◆ **Task details**: Every line of the listing that holds the word "workflows" should be returned.

+++ Recorded information

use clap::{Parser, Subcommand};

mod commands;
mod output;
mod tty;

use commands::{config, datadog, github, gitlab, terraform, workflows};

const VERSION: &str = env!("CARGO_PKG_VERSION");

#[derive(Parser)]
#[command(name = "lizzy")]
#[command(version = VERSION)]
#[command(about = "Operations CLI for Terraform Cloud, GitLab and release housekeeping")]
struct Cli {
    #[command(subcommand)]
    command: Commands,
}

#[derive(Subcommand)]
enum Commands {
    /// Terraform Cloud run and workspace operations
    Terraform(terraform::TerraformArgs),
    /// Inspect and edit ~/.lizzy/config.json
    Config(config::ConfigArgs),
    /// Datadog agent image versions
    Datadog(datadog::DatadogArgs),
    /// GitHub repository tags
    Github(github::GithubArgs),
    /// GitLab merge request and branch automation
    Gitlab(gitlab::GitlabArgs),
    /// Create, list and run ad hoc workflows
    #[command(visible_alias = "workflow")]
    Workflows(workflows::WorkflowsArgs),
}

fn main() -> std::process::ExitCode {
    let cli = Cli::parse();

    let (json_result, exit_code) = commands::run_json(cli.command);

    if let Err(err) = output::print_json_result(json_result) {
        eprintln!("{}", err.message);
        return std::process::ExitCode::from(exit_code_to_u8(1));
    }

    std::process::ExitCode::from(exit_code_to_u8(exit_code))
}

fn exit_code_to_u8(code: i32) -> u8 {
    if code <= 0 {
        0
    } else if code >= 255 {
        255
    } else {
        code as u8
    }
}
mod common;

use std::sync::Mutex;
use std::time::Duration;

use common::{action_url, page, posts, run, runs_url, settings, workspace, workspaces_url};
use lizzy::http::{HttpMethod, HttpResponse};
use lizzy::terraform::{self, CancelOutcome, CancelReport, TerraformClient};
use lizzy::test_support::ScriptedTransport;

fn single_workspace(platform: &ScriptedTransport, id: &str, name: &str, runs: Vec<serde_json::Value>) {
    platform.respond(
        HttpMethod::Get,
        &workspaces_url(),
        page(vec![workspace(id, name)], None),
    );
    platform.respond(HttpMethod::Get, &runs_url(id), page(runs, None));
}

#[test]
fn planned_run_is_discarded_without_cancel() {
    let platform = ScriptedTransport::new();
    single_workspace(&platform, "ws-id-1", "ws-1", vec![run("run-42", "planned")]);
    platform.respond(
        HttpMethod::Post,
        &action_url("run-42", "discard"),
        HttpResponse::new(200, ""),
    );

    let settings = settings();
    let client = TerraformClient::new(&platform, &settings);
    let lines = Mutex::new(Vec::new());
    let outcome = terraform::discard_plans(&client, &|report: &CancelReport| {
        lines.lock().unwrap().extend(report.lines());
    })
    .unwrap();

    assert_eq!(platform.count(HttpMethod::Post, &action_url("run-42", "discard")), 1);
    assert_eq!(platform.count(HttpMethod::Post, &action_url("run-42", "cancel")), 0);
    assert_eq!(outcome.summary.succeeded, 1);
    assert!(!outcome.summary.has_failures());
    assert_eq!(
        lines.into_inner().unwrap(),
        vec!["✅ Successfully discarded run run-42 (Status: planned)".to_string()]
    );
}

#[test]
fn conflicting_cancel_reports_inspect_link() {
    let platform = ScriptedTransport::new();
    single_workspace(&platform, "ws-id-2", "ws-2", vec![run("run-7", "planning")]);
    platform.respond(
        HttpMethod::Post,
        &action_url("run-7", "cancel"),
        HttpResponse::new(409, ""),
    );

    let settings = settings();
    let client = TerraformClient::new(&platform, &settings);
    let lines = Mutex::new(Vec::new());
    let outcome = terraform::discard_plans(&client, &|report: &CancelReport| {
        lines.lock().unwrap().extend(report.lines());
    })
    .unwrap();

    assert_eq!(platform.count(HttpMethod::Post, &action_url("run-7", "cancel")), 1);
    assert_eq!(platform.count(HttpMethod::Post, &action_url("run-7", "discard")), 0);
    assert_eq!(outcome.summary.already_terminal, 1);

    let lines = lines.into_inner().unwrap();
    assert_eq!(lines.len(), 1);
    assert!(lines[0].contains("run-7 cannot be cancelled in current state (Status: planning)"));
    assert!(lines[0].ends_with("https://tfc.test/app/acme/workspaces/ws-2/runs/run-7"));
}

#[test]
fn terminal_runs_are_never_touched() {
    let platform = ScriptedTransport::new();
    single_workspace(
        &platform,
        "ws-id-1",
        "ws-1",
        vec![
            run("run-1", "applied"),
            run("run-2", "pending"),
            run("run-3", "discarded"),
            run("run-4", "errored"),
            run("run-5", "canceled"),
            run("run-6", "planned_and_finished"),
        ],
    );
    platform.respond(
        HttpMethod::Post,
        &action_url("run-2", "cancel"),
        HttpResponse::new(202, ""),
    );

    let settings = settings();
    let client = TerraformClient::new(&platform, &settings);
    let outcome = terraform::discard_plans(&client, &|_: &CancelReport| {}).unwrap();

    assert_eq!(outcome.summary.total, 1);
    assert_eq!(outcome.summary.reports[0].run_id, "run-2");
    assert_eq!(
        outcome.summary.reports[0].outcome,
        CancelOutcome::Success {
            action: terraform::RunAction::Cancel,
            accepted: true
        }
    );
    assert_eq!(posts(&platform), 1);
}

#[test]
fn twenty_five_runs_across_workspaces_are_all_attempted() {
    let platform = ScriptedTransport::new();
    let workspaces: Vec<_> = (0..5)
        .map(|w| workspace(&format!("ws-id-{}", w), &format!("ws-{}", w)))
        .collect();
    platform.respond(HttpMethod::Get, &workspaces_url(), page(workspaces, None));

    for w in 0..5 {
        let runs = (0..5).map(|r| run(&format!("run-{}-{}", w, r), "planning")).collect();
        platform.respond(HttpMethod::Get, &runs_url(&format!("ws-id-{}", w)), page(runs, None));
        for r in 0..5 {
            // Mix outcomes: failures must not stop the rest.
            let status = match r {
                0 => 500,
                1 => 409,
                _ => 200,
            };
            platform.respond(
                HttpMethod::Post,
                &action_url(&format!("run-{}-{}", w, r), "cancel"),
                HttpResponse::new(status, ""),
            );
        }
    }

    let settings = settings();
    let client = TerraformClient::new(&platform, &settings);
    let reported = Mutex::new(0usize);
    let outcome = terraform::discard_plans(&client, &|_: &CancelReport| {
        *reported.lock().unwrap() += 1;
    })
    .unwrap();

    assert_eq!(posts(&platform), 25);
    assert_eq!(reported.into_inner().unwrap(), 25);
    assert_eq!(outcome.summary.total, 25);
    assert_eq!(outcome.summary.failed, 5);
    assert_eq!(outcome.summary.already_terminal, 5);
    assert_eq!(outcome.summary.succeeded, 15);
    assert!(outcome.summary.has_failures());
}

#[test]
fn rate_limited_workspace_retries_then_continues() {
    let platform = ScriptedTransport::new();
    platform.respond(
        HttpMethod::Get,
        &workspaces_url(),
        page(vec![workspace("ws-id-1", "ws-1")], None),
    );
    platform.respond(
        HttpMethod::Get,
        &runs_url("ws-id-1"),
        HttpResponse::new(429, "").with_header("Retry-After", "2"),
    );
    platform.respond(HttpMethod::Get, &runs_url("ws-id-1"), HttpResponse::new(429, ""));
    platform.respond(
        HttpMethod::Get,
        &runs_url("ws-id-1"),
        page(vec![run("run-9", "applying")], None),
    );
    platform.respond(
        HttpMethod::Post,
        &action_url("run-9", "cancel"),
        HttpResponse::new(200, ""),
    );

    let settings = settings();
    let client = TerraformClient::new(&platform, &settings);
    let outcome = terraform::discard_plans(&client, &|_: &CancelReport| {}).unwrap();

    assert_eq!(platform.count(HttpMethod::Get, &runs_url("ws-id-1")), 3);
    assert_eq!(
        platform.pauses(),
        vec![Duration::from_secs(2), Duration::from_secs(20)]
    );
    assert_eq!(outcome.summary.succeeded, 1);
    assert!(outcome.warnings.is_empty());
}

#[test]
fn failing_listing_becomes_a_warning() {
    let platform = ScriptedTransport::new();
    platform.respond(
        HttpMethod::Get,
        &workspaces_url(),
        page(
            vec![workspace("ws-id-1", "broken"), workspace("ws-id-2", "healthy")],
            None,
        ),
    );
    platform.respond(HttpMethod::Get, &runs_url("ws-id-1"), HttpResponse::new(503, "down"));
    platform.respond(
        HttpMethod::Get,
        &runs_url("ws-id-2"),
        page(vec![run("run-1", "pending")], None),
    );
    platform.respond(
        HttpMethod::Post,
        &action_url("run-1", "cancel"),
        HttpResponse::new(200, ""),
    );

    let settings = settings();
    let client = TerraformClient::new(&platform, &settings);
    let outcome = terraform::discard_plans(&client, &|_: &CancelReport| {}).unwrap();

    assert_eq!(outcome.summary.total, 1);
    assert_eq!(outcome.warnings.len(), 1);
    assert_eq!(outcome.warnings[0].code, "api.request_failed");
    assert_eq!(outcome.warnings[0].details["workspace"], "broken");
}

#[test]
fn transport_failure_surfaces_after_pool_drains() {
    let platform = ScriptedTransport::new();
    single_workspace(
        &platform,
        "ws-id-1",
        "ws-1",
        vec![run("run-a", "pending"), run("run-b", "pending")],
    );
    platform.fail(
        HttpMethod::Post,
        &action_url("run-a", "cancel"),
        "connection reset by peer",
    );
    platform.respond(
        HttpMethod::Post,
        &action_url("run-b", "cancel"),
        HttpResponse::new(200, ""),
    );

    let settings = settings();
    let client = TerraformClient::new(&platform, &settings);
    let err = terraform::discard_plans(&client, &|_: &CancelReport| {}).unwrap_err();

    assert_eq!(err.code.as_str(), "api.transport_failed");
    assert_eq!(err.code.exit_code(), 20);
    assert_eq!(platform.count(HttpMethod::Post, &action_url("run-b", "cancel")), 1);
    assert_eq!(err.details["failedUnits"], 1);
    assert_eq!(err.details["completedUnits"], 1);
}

++++++

◆ **Result of this task**:
use commands::{config, datadog, github, gitlab, terraform, workflows};
    /// Create, list and run ad hoc workflows
    Workflows(workflows::WorkflowsArgs),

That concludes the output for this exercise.